### [Try it]
Every line that holds the word "rows" needs to be copied from the data below.

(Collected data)

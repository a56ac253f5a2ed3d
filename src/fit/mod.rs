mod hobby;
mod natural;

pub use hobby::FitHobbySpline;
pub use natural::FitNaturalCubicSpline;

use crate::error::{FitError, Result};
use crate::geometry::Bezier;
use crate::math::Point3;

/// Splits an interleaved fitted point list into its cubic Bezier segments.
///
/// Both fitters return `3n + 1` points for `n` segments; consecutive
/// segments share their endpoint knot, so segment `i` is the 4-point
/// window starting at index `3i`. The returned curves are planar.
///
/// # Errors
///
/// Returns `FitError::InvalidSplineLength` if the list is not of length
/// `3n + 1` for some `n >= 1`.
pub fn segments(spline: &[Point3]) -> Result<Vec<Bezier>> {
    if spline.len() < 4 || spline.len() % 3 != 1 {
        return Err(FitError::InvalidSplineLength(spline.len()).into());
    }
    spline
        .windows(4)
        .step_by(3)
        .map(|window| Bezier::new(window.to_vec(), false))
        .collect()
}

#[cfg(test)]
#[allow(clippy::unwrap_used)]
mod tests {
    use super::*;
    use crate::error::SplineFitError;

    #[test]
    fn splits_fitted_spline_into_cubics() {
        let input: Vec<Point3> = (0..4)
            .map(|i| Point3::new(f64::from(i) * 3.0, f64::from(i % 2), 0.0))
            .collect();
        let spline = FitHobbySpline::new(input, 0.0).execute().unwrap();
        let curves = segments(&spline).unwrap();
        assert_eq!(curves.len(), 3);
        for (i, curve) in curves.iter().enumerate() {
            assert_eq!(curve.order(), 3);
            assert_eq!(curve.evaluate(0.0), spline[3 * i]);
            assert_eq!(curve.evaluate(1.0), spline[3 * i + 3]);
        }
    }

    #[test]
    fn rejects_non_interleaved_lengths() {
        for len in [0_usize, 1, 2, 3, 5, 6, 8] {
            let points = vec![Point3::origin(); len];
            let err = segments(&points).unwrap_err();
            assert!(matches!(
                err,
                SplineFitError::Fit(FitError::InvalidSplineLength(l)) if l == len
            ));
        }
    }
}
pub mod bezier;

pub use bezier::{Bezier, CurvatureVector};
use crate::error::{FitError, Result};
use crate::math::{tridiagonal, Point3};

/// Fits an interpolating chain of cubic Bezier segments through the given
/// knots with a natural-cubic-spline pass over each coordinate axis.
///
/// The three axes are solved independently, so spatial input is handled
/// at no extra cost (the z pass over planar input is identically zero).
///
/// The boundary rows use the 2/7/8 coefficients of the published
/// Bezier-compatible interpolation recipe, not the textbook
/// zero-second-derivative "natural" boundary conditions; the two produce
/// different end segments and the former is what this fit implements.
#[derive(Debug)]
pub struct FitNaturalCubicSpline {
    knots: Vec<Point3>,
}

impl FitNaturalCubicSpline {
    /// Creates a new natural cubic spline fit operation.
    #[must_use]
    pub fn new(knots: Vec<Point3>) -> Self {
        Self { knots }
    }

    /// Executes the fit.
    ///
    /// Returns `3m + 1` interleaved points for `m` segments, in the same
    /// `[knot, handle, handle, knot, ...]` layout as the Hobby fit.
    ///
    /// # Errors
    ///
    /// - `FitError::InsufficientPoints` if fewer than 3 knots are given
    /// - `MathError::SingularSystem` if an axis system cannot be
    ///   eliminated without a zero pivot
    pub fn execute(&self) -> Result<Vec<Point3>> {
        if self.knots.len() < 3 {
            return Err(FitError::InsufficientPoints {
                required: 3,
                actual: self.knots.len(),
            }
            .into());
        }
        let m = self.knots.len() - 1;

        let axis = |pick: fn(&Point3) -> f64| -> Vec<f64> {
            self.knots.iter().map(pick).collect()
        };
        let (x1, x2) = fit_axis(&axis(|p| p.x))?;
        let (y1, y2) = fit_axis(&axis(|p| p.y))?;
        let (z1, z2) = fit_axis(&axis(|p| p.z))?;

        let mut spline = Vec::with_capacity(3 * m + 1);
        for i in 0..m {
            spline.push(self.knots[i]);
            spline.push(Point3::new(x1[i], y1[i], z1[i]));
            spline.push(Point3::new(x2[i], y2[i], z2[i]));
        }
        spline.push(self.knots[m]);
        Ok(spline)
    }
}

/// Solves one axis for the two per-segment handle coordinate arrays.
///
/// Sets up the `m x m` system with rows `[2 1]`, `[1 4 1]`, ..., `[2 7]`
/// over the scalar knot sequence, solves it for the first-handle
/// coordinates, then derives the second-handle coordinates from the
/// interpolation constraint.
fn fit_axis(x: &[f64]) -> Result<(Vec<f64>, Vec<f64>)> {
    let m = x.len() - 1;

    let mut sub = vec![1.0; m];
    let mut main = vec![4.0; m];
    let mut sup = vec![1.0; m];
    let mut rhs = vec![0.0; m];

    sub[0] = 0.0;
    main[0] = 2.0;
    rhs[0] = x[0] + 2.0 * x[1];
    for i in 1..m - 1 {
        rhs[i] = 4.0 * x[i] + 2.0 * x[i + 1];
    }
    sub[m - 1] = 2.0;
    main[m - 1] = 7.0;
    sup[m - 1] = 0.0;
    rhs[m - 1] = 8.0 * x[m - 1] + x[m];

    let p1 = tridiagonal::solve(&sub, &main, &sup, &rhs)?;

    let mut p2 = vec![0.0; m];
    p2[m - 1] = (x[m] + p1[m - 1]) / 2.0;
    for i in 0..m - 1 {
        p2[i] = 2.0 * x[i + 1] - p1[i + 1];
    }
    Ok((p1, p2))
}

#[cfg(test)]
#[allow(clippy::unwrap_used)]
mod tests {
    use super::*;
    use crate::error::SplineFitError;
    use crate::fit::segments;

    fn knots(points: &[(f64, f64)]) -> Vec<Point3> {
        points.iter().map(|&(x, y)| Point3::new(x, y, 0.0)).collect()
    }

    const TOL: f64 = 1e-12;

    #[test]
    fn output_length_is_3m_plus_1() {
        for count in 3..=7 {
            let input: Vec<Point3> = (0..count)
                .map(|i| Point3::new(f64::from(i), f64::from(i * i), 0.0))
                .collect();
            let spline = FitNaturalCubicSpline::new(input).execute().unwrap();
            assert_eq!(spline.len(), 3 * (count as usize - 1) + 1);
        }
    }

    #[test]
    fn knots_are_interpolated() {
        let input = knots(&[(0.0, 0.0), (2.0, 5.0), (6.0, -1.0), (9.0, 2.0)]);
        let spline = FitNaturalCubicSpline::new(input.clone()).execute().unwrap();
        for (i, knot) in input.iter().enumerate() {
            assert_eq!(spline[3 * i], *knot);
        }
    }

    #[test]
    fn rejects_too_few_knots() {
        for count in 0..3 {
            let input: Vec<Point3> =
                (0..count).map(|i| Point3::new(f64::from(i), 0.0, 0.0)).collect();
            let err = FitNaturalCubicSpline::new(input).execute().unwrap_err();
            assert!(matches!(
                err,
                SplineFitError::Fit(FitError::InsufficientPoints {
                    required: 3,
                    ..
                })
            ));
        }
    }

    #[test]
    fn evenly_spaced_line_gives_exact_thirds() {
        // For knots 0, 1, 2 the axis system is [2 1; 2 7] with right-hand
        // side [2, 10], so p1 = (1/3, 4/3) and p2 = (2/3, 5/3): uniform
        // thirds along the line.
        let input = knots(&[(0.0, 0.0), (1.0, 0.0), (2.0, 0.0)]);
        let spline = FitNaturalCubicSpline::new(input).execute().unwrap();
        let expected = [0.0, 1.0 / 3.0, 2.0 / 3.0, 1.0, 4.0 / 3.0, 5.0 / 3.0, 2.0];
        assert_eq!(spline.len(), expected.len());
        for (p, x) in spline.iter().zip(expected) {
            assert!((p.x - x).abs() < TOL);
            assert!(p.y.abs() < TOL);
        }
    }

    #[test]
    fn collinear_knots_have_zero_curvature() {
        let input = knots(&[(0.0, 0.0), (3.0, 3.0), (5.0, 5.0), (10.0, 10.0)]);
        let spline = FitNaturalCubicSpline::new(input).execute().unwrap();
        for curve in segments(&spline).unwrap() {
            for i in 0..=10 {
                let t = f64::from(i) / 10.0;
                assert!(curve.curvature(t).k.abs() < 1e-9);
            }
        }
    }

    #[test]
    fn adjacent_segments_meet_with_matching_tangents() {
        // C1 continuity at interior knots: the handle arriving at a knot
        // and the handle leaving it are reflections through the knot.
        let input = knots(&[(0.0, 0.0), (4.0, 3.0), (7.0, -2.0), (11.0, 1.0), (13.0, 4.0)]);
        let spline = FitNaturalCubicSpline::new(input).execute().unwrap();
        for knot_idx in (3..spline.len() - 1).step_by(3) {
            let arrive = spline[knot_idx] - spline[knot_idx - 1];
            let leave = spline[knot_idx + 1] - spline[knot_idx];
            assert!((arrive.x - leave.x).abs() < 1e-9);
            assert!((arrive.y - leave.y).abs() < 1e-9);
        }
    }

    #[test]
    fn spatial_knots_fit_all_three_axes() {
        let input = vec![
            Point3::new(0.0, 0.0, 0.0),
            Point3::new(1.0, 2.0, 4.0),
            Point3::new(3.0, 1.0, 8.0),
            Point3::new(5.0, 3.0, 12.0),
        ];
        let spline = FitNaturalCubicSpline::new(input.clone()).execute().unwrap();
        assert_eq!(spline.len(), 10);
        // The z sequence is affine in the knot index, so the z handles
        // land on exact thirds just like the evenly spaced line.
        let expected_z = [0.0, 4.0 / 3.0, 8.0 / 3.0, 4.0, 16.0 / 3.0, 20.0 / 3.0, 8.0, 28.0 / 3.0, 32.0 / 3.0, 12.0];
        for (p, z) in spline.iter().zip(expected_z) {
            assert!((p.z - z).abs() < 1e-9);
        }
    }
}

---

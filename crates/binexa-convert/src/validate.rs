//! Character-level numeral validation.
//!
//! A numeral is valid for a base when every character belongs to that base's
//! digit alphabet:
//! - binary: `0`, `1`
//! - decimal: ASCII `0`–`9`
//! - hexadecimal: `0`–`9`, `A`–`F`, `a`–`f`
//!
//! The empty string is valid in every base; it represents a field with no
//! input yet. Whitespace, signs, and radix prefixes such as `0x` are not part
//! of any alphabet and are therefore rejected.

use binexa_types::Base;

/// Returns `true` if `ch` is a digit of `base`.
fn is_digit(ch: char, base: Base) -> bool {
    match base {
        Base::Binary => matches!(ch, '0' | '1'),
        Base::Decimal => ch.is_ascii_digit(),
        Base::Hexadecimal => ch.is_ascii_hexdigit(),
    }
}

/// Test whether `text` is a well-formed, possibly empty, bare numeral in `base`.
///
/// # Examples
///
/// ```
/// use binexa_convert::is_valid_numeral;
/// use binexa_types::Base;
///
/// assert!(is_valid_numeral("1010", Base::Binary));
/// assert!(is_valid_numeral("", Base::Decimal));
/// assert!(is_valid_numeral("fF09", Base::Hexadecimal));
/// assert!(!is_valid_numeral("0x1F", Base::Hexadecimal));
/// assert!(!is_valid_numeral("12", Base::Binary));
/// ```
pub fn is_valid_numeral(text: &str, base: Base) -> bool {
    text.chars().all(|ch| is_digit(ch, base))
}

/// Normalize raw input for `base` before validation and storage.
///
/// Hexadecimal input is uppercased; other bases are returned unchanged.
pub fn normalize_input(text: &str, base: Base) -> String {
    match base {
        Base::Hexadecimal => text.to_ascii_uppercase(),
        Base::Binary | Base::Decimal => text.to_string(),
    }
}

### [Final answer]
/// The boundary rows use the 2/7/8 coefficients of the published
/// Sets up the `m x m` system with rows `[2 1]`, `[1 4 1]`, ..., `[2 7]`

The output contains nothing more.